The number of women aged 40 year and older giving birth nearly doubled between 1990 and 2014. Results of a recent retrospective study in Obstetrics & Gynecology show steady increases in maternal morbidity during that period-and race may have played a role in those outcomes.
Using data from the National Inpatient Sample from the Agency for Healthcare Research and Quality for the years 1998 to 2014, the researchers tracked trends in severe maternal morbidity and comorbid risks in women aged 40 to 54. Race and ethnicity were self-reported and were categorized as non-Hispanic white, non-Hispanic black, black, Asian or Pacific Islander, Native American, other, and unknown. ICD-9-CM diagnosis codes were used to identify the trends. The primary outcome of the study was severe maternal morbidity as defined by the Centers for Disease Control and Prevention (21 diagnoses including stroke, shock, and heart failure among others, identified by ICD-9-CM codes).
The analysis reflected information on more than 1.7 million deliveries by women aged 40 to 54. Births to women in that age group increased over the study period, from 73,946 in 1998 to 110,710 in 2014. Black women had the highest overall risk of severe maternal mortality with unadjusted risk 104% higher than white women (adjusted risk ratio [RR] 2.04, 95% CI 1.98-2.04). Hispanic women (RR 1.28, 95% CI 1.98-2.04), Asian or Pacific Islander women (RR 1.29, 95% CI 1.24-1.34) and Native American women (RR 1.20, 95% CI 1.03-1.39) also were at higher risk than white women.
Risk of severe morbidity also increased during the study period, from 1.6% in 1998 to 2000 (95% CI 1.5%-1.7%) to 3.0% in 2012 to 2014 (95% CI 2.9-3.1%, P < .01). Black women had the greatest risk at the beginning (2.4% in 1998-2000, 95% CI 2.2-2.6%) and the end of the study (4.9% in 2013-2014, 95% CI 4.7-5.1%).
Overall, there were 231 maternal deaths in the study, including 71 deaths among white women (8.6/100.000, 95% CI 6.9-10.9) 64 among black women (40.5/100,000, 95% CI 31.7-51.7), 48 among Hispanic Women (18.5/100,000, 95% CI 13.9-24.5) and 11 among Asian or Pacific Islander women (11.3/100,000, 95% CI 5.4-17.4). Risk of death was 371% greater for black women than white women (RR 4.71, 95% CI 3.36-6.61) and more than twice as high for Hispanic women (RR 2.13, 95% CI 1.48-3.07) compared to white women.
Comorbid risk based on medical conditions and other factors increased both overall and individually by race during the period the authors studied. Black women had the absolute highest increase from 1998 to 2003 to 2010 to 2014 in risk for acute renal failure (P < .01), disseminated intravascular coagulation (P< .01), transfusion (P < .01), and hysterectomy (P < .01).
Rates of pregnancy complications including cesarean delivery, preeclampsia, and gestational diabetes rose for black, white, and Hispanic women. Black women were more likely than non-black women to develop preeclampsia (9.1% vs 5.3%, P < .01) and undergo cesarean delivery (50.2% vs 44.8%, P < .01). Asian or Pacific Islander and Hispanic women were most likely to develop gestational diabetes and saw the largest absolute increases in risk over the study period (absolute increases of 13.7-22.4% for Asian or Pacific Islander women and 11.2%-19.3% for Hispanic women between 1998 and 2014).

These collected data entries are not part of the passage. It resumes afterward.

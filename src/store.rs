//! Local snapshot of the loaded dataset.
//!
//! One JSON file holds the whole record list. A new import replaces it
//! wholesale; nothing is merged.

use std::fs;
use std::io::ErrorKind;
use std::path::{Path, PathBuf};

use chrono::{DateTime, Utc};
use serde::{Deserialize, Serialize};
use tracing::{debug, info, warn};
use uuid::Uuid;

use crate::error::{Error, Result};
use crate::models::ShipmentRecord;

#[derive(Debug, Clone, PartialEq, Serialize, Deserialize)]
#[serde(tag = "kind", rename_all = "camelCase")]
pub enum DataSource {
    Sample { seed: u64 },
    Upload { file: String },
}

#[derive(Debug, Clone, PartialEq, Serialize, Deserialize)]
#[serde(rename_all = "camelCase")]
pub struct Dataset {
    pub id: Uuid,
    pub source: DataSource,
    pub loaded_at: DateTime<Utc>,
    pub records: Vec<ShipmentRecord>,
}

impl Dataset {
    pub fn new(source: DataSource, records: Vec<ShipmentRecord>) -> Self {
        Self {
            id: Uuid::new_v4(),
            source,
            loaded_at: Utc::now(),
            records,
        }
    }
}

#[derive(Debug, Clone)]
pub struct DatasetStore {
    path: PathBuf,
}

impl DatasetStore {
    pub fn new(path: impl Into<PathBuf>) -> Self {
        Self { path: path.into() }
    }

    pub fn path(&self) -> &Path {
        &self.path
    }

    /// Writes to a sibling temp file and renames it over the snapshot.
    pub fn save(&self, dataset: &Dataset) -> Result<()> {
        if let Some(parent) = self.path.parent().filter(|p| !p.as_os_str().is_empty()) {
            fs::create_dir_all(parent).map_err(|e| Error::io(parent, e))?;
        }

        let tmp = self.path.with_extension("json.tmp");
        let body = serde_json::to_vec_pretty(dataset)?;
        fs::write(&tmp, body).map_err(|e| Error::io(&tmp, e))?;
        if let Err(e) = fs::rename(&tmp, &self.path) {
            let _ = fs::remove_file(&tmp);
            return Err(Error::io(&self.path, e));
        }

        info!(
            path = %self.path.display(),
            dataset = %dataset.id,
            records = dataset.records.len(),
            "Saved dataset"
        );
        Ok(())
    }

    /// The stored dataset, if any. A snapshot that no longer decodes is
    /// removed and reported as absent.
    pub fn load(&self) -> Result<Option<Dataset>> {
        let body = match fs::read(&self.path) {
            Ok(body) => body,
            Err(e) if e.kind() == ErrorKind::NotFound => {
                debug!(path = %self.path.display(), "No stored dataset");
                return Ok(None);
            }
            Err(e) => return Err(Error::io(&self.path, e)),
        };

        match serde_json::from_slice::<Dataset>(&body) {
            Ok(dataset) => {
                debug!(dataset = %dataset.id, records = dataset.records.len(), "Loaded dataset");
                Ok(Some(dataset))
            }
            Err(e) => {
                warn!(path = %self.path.display(), error = %e, "Discarding unreadable dataset snapshot");
                self.clear()?;
                Ok(None)
            }
        }
    }

    /// Returns whether a snapshot was removed.
    pub fn clear(&self) -> Result<bool> {
        match fs::remove_file(&self.path) {
            Ok(()) => Ok(true),
            Err(e) if e.kind() == ErrorKind::NotFound => Ok(false),
            Err(e) => Err(Error::io(&self.path, e)),
        }
    }
}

The authors noted a few limitations to their study. Data were missing on race among some of the cohort (labeled as “unknown”) as were data on hospital resources, infrastructure, and staffing. They also could not evaluate outpatient management, coding was unavailable for use of assisted reproductive technology, and condition severity is not specified by diagnosis codes. The researchers said, however, that it is important for obstetricians to recognize disparities between maternal outcomes by race and to treat their patients accordingly, especially black mothers who are at a much higher risk for adverse maternal outcomes. The findings illustrate that an improved understanding of failure to rescue may be vital to reducing these disparities.